I have been in the House for eight years and I thought that I was unshockable, but the way in which the Government are seeking to amend section 133 of the Criminal Justice Act 1988 to redefine a miscarriage of justice is truly shocking. They wish to change it so that, if and only if newly discovered facts show beyond reasonable doubt that the person is innocent, there has been a miscarriage of justice. Nothing less than that will do. Only in those circumstances can someone be given compensation.
I am sure that the Minister will have noted, as anyone else watching the debate will have done, that no one has yet spoken in favour of clause 143, not even the Minister himself yet. If the matter is not dealt with this afternoon, I hope that there will be the opportunity to deal with it in another place. We need to marshal our forces, because the essence of our liberal society is threatened.
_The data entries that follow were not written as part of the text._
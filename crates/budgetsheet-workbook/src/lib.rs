//! Weekly workbook layout, worksheet persistence, and styling for budgetsheet
//!
//! The pipeline hands this crate plain rows of [`budgetsheet_core::CellValue`];
//! it decides where they go (month folder, weekly workbook, dated worksheet)
//! and how the worksheet is presented.

pub mod calendar;
pub mod style;
pub mod workbook;

pub use style::SheetStyle;
pub use workbook::{SheetWriter, Workbook};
The Government’s arguments for introducing an innocence test—there are many arguments; I want to concentrate on the Government’s justification—are, first, that it is needed for the sake of clarity; and, secondly, that it will save money. Neither of those arguments is remotely convincing. Let me turn to the first, about clarity.
The law at the moment is perfectly clear. Three recent authoritative judgments have rejected the innocence test as an affront to the presumption of innocence. The Supreme Court did so in the case of Adams in 2011, in which Lady Hale said:
“a person is only guilty if the state can prove his guilt beyond reasonable doubt...He does not have to prove his innocence at his trial and it seems wrong in principle that he should be required to prove his innocence now.”
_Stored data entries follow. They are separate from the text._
//! Output records handed to callers

use docfield_detect::{DetectedField, FieldKind};
use serde::{Deserialize, Serialize};
use std::collections::BTreeMap;
use uuid::Uuid;

/// Where a field sits: one page of one attachment
#[derive(Debug, Clone, PartialEq, Serialize, Deserialize)]
pub struct FieldArea {
    pub x: f32,
    pub y: f32,
    pub w: f32,
    pub h: f32,
    pub page: usize,
    pub attachment_uuid: Option<String>,
    #[serde(default, skip_serializing_if = "Option::is_none")]
    pub cell_width: Option<f32>,
}

/// A detected form field
#[derive(Debug, Clone, PartialEq, Serialize, Deserialize)]
pub struct OutputField {
    pub uuid: Uuid,
    #[serde(rename = "type")]
    pub kind: FieldKind,
    pub required: bool,
    #[serde(default)]
    pub preferences: BTreeMap<String, serde_json::Value>,
    pub areas: Vec<FieldArea>,
}

impl OutputField {
    /// Wrap a detection as a fresh field with a single area
    #[must_use]
    pub fn from_detection(field: &DetectedField, page: usize, attachment_id: Option<&str>) -> Self {
        Self {
            uuid: Uuid::new_v4(),
            kind: field.kind,
            required: field.kind == FieldKind::Signature,
            preferences: BTreeMap::new(),
            areas: vec![FieldArea {
                x: field.x,
                y: field.y,
                w: field.w,
                h: field.h,
                page,
                attachment_uuid: attachment_id.map(str::to_owned),
                cell_width: None,
            }],
        }
    }
}

#[cfg(test)]
mod tests {
    use super::*;
    use docfield_pdfium::Rect;

    #[test]
    fn test_required_only_for_signature() {
        for (kind, required) in [
            (FieldKind::Text, false),
            (FieldKind::Checkbox, false),
            (FieldKind::Date, false),
            (FieldKind::Number, false),
            (FieldKind::Signature, true),
        ] {
            let field = DetectedField::new(kind, Rect::new(0.1, 0.2, 0.3, 0.04), 0.9);
            assert_eq!(OutputField::from_detection(&field, 0, None).required, required);
        }
    }

    #[test]
    fn test_json_shape() {
        let field = DetectedField::new(FieldKind::Date, Rect::new(0.1, 0.2, 0.3, 0.04), 0.9);
        let output = OutputField::from_detection(&field, 2, Some("att-1"));
        let json = serde_json::to_value(&output).unwrap();

        assert_eq!(json["type"], "date");
        assert_eq!(json["required"], false);
        assert_eq!(json["preferences"], serde_json::json!({}));
        assert_eq!(json["areas"][0]["page"], 2);
        assert_eq!(json["areas"][0]["attachment_uuid"], "att-1");
        assert!(json["areas"][0].get("cell_width").is_none());
        assert_eq!(json["uuid"].as_str().unwrap().len(), 36);
    }

    #[test]
    fn test_fresh_uuid_per_field() {
        let field = DetectedField::new(FieldKind::Text, Rect::new(0.1, 0.2, 0.3, 0.04), 0.9);
        let a = OutputField::from_detection(&field, 0, None);
        let b = OutputField::from_detection(&field, 0, None);
        assert_ne!(a.uuid, b.uuid);
    }
}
That was reiterated in the High Court in the case of Ali earlier this year. There was an attempt to widen the definition, but that attempt was well and truly quashed by the High Court. This summer, moreover, the European Court of Human Rights, in the case of Allen v. the UK, made it perfectly clear that any legislation that calls into question the innocence of an acquitted person would be a breach of article 6(2) of the European convention on human rights on the presumption of innocence.
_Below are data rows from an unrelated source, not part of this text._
//! # docfield-detect
//!
//! Form-field detection on rendered page images.
//!
//! A [`Detector`] trims the white margins of a page image, optionally splits
//! tall pages in two, letterboxes each tile to the model resolution, runs an
//! [`InferenceModel`] and maps the raw boxes back to the unit square of the
//! page. Overlapping boxes are removed with class-agnostic non-maximum
//! suppression plus a containment check, and the survivors come back in
//! reading order.
//!
//! Two output layouts are understood (see [`ModelFamily`]):
//!
//! - **Queries**: `dets` `[1, N, 4]` normalized `cx, cy, w, h` and `labels`
//!   `[1, N, C]` logits, scored with a temperature-scaled sigmoid
//! - **Corners**: one `[1, N, 6]` tensor of `x1, y1, x2, y2, score, class`
//!
//! ## Example
//!
//! ```no_run
//! use docfield_detect::{DetectParams, Detector, FieldDetector, OnnxModel};
//! use std::path::Path;
//!
//! # fn main() -> Result<(), Box<dyn std::error::Error>> {
//! let model = OnnxModel::load(Path::new("models/fields.onnx"))?;
//! let detector = Detector::new(model);
//!
//! let image = image::open("page.png")?.to_rgb8();
//! for field in detector.detect(&image, &DetectParams::default())? {
//!     println!("{} at ({:.3}, {:.3}) conf {:.2}", field.kind, field.x, field.y, field.confidence);
//! }
//! # Ok(())
//! # }
//! ```

pub mod detector;
pub mod error;
pub mod field;
pub mod model;
pub mod nms;
pub mod params;
pub mod postprocess;
pub mod preprocess;

pub use detector::{Detector, FieldDetector, NullDetector};
pub use error::{DetectError, Result};
pub use field::{DetectedField, FieldKind};
pub use model::{InferenceModel, OnnxModel, DEFAULT_RESOLUTION};
pub use nms::{boost_confidence, non_max_suppression, BOOST_BONUS, BOOST_IOU_THRESHOLD};
pub use params::{DetectParams, CONTAINMENT_THRESHOLD, ROW_TOLERANCE_PX};
pub use postprocess::{ModelFamily, PixelDetection, RawOutput};
pub use preprocess::{Crop, Normalization, Transform, TRIM_THRESHOLD};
Therefore, the law is clear. That law has been reiterated by our own Joint Committee on Human Rights, which has been able to assert that
“it is now clear beyond doubt”
that the proposed new test in clause 143 is incompatible with the right to be presumed innocent in article 6(2). Therefore, rather than clarifying the law, it seems that the Government are having a pitched battle with the settled, established law.
The second argument is about saving money. The Bill’s own impact assessment reveals the expected savings to be negligible. According to that MOJ assessment—the Minister looks puzzled; it is on page 4—the effect of the clause will be to reduce by two per annum the number of judicial reviews of Secretary of State decisions, which it estimates will save around £100,000 per annum. Therefore, for the sake of saving £100,000 per annum, we will be trading in the centuries-old principle of the presumption of innocence. The courts have rejected an innocence test not out of some quibbling legalistic technicality. They have rejected it because it is a cornerstone of a fair justice system. We have a fair justice system and a free society where it is for the state to prove guilt, not for the individual to prove innocence.
The reason for that is obvious. Proving a negative is very difficult and the burden of proof it would place on the individual is extremely onerous. It is for the state with all its resources to make the case of a person’s guilt. The presumption of innocence applies before an acquittal. As Lord Phillips said in the Adams case, any test that requires innocence
“will deprive some defendants who are in fact innocent and who succeed in having their convictions quashed on the grounds of fresh evidence from obtaining compensation. It will exclude from entitlement to compensation those who no longer seem likely to be guilty, but whose innocence is not established beyond reasonable doubt. This is a heavy price to pay for ensuring that no guilty person is ever the recipient of compensation”.